Where the data below has the string "ChannelRef", return the whole line.

[Records from a dataset]
▼

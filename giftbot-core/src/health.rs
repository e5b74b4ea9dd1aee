use std::net::SocketAddr;
use std::sync::Arc;

use axum::{
    Json,
    Router,
    extract::State,
    routing::get,
};
use axum_server::{Handle, Server};
use giftbot_common::models::GiveawayStats;
use tokio::sync::oneshot;
use tower::ServiceBuilder;
use tower_http::trace::TraceLayer;
use tracing::{error, info};

use crate::Error;
use crate::services::giveaway::GiveawayManager;

/// Shared state for the health routes.
#[derive(Clone)]
pub struct HealthState {
    pub bot_name: String,
    pub manager: Arc<GiveawayManager>,
}

pub fn health_router(state: HealthState) -> Router {
    Router::new()
        .route("/", get(handle_root))
        .route("/stats", get(handle_stats))
        .with_state(state)
        .layer(ServiceBuilder::new().layer(TraceLayer::new_for_http()))
}

/// Serves the liveness endpoint on `0.0.0.0:port`. Send on (or drop) the
/// returned sender to shut it down gracefully.
pub async fn start_health_server(port: u16, state: HealthState) -> Result<oneshot::Sender<()>, Error> {
    let app = health_router(state);

    let (shutdown_send, shutdown_recv) = oneshot::channel::<()>();
    let addr = SocketAddr::from(([0, 0, 0, 0], port));
    info!("Health server listening on http://{}", addr);

    let handle = Handle::new();
    let handle_clone = handle.clone();

    tokio::spawn(async move {
        let _ = shutdown_recv.await;
        handle_clone.graceful_shutdown(None);
    });

    let server = Server::bind(addr)
        .handle(handle)
        .serve(app.into_make_service());

    tokio::spawn(async move {
        if let Err(e) = server.await {
            error!("Health server error: {}", e);
        }
        info!("Health server shut down.");
    });

    Ok(shutdown_send)
}

async fn handle_root(State(state): State<HealthState>) -> String {
    format!("{} is running!", state.bot_name)
}

async fn handle_stats(State(state): State<HealthState>) -> Json<GiveawayStats> {
    Json(state.manager.stats())
}
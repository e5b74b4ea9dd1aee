pub mod giveaway_timers;

pub use giveaway_timers::{spawn_expiry_dispatch_task, TokioTimerScheduler};
pub mod embeds;
pub mod runtime;

pub use runtime::DiscordPlatform;
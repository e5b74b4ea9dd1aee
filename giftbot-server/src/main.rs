use std::sync::Arc;

use clap::Parser;
use tracing::{error, info, warn};
use tracing_subscriber::{fmt, EnvFilter};

use giftbot_core::config::{BotConfig, DEFAULT_BOT_NAME, DEFAULT_PORT, DEFAULT_PREFIX};
use giftbot_core::health::{start_health_server, HealthState};
use giftbot_core::platforms::discord::DiscordPlatform;
use giftbot_core::services::discord::DiscordCommandHandler;
use giftbot_core::services::giveaway::{GiveawayManager, GiveawayRenderer};
use giftbot_core::services::CommandService;
use giftbot_core::tasks::{spawn_expiry_dispatch_task, TokioTimerScheduler};
use giftbot_core::Error;

#[derive(Parser, Debug, Clone)]
#[command(name = "giftbot")]
#[command(author, version, about = "giftbot - Discord giveaway bot")]
struct Args {
    /// Discord bot token
    #[arg(long, env = "DISCORD_TOKEN", hide_env_values = true)]
    token: String,

    /// Application (client) id, used for the invite link
    #[arg(long, env = "CLIENT_ID")]
    client_id: Option<String>,

    /// Prefix for text commands
    #[arg(long, env = "PREFIX", default_value = DEFAULT_PREFIX)]
    prefix: String,

    /// Port for the health-check HTTP server
    #[arg(long, env = "PORT", default_value_t = DEFAULT_PORT)]
    port: u16,

    /// Support server link shown by the `support` command
    #[arg(long, env = "SUPPORT_URL")]
    support_url: Option<String>,

    /// Name shown in titles and footers
    #[arg(long, env = "BOT_NAME", default_value = DEFAULT_BOT_NAME)]
    bot_name: String,
}

impl From<Args> for BotConfig {
    fn from(args: Args) -> Self {
        BotConfig {
            discord_token: args.token,
            client_id: args.client_id,
            prefix: args.prefix,
            port: args.port,
            support_url: args.support_url,
            bot_name: args.bot_name,
        }
    }
}

fn init_tracing() {
    let filter = EnvFilter::from_default_env()
        .add_directive("giftbot=info".parse().unwrap_or_default())
        .add_directive("giftbot_core=info".parse().unwrap_or_default());
    let sub = fmt().with_env_filter(filter).finish();
    tracing::subscriber::set_global_default(sub)
        .expect("Failed to set global subscriber");
}

#[tokio::main]
async fn main() -> Result<(), Box<dyn std::error::Error>> {
    dotenv::dotenv().ok();
    init_tracing();
    let args = Args::parse();

    let config: BotConfig = args.into();
    config.validate()?;
    info!("giftbot starting. prefix='{}', port={}", config.prefix, config.port);

    if let Err(e) = run_bot(config).await {
        // Failing to reach Discord at startup is the one fatal condition.
        error!("Bot error: {:?}", e);
        return Err(Box::new(e) as Box<dyn std::error::Error>);
    }
    info!("Main finished. Goodbye!");
    Ok(())
}

async fn run_bot(config: BotConfig) -> Result<(), Error> {
    let config = Arc::new(config);

    let discord = Arc::new(DiscordPlatform::new(config.discord_token.clone()));
    let (scheduler, expired_rx) = TokioTimerScheduler::new();
    let manager = Arc::new(GiveawayManager::new(
        discord.clone(),
        Arc::new(scheduler),
        GiveawayRenderer::new(config.bot_name.clone()),
    ));
    let _expiry_handle = spawn_expiry_dispatch_task(manager.clone(), expired_rx);

    let commands = Arc::new(CommandService::new(manager.clone(), config.clone()));
    let handler = Arc::new(DiscordCommandHandler::new(
        discord.http(),
        discord.cache(),
        commands,
    ));

    let shard_tasks = discord.connect(handler).await?;

    let health_shutdown = start_health_server(
        config.port,
        HealthState {
            bot_name: config.bot_name.clone(),
            manager: manager.clone(),
        },
    )
    .await?;

    info!("{} is ready!", config.bot_name);
    if let Err(e) = tokio::signal::ctrl_c().await {
        warn!("Failed to listen for ctrl-c => {e:?}");
    }

    info!("Shutting down...");
    manager.shutdown();
    let _ = health_shutdown.send(());
    discord.disconnect().await;
    for task in shard_tasks {
        let _ = task.await;
    }
    Ok(())
}
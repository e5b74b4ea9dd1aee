use rand::Rng;

use giftbot_common::models::UserRef;

/// Draws `min(count, pool.len())` distinct winners uniformly at random.
///
/// Each round picks a random index into what is left of the pool and moves
/// that user to the result, so the output is in draw order. `pool` itself is
/// never touched.
pub fn select_winners<R>(pool: &[UserRef], count: usize, rng: &mut R) -> Vec<UserRef>
where
    R: Rng + ?Sized,
{
    let mut remaining = pool.to_vec();
    let target = count.min(remaining.len());
    let mut winners = Vec::with_capacity(target);

    while winners.len() < target {
        let index = rng.random_range(0..remaining.len());
        winners.push(remaining.swap_remove(index));
    }
    winners
}
pub mod error;
pub mod models;
pub mod traits;
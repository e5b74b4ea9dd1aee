// File: giftbot-common/src/models/mod.rs
pub mod giveaway;
pub mod message;

pub use giveaway::{
    ActiveGiveaway, ChannelRef, DrawOutcome, EndedGiveaway, GiveawayKey, GiveawayStats, MessageRef,
    UserRef, ENTRY_REACTION,
};
pub use message::{CommandResponse, MessageContent, MessageField};
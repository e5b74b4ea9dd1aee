// src/lib.rs

pub mod config;
pub mod health;
pub mod platforms;
pub mod services;
pub mod tasks;
pub mod test_utils;

pub use config::BotConfig;
pub use giftbot_common::error::Error;
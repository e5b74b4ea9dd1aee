// File: src/services/mod.rs

pub mod command_service;
pub mod discord;
pub mod giveaway;
pub mod prefix_commands;

pub use command_service::CommandService;
pub use giveaway::GiveawayManager;
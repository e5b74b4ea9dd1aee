use async_trait::async_trait;

use crate::error::Error;
use crate::models::{ChannelRef, MessageContent, MessageRef, UserRef};

/// Everything the giveaway core needs from a chat platform.
///
/// Implementations report a message that no longer exists as
/// `Error::NotFound`; callers treat that as a soft failure.
#[async_trait]
pub trait ChatPlatform: Send + Sync {
    async fn post_message(&self, channel: ChannelRef, content: &MessageContent) -> Result<MessageRef, Error>;

    async fn edit_message(&self, message: MessageRef, content: &MessageContent) -> Result<(), Error>;

    async fn add_reaction(&self, message: MessageRef, emoji: &str) -> Result<(), Error>;

    /// Every user currently reacting to `message` with `emoji`, bots included.
    async fn fetch_reacting_identities(&self, message: MessageRef, emoji: &str) -> Result<Vec<UserRef>, Error>;

    fn is_bot_identity(&self, user: &UserRef) -> bool;

    /// Number of communities the bot is part of, if the platform knows it.
    fn guild_count(&self) -> Option<usize> {
        None
    }

    /// Total members across those communities, if the platform knows it.
    fn member_count(&self) -> Option<u64> {
        None
    }
}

▲

### WRITTEN SOLUTION:
    ActiveGiveaway, ChannelRef, DrawOutcome, EndedGiveaway, GiveawayKey, GiveawayStats, MessageRef,
use crate::models::{ChannelRef, MessageContent, MessageRef, UserRef};
    async fn post_message(&self, channel: ChannelRef, content: &MessageContent) -> Result<MessageRef, Error>;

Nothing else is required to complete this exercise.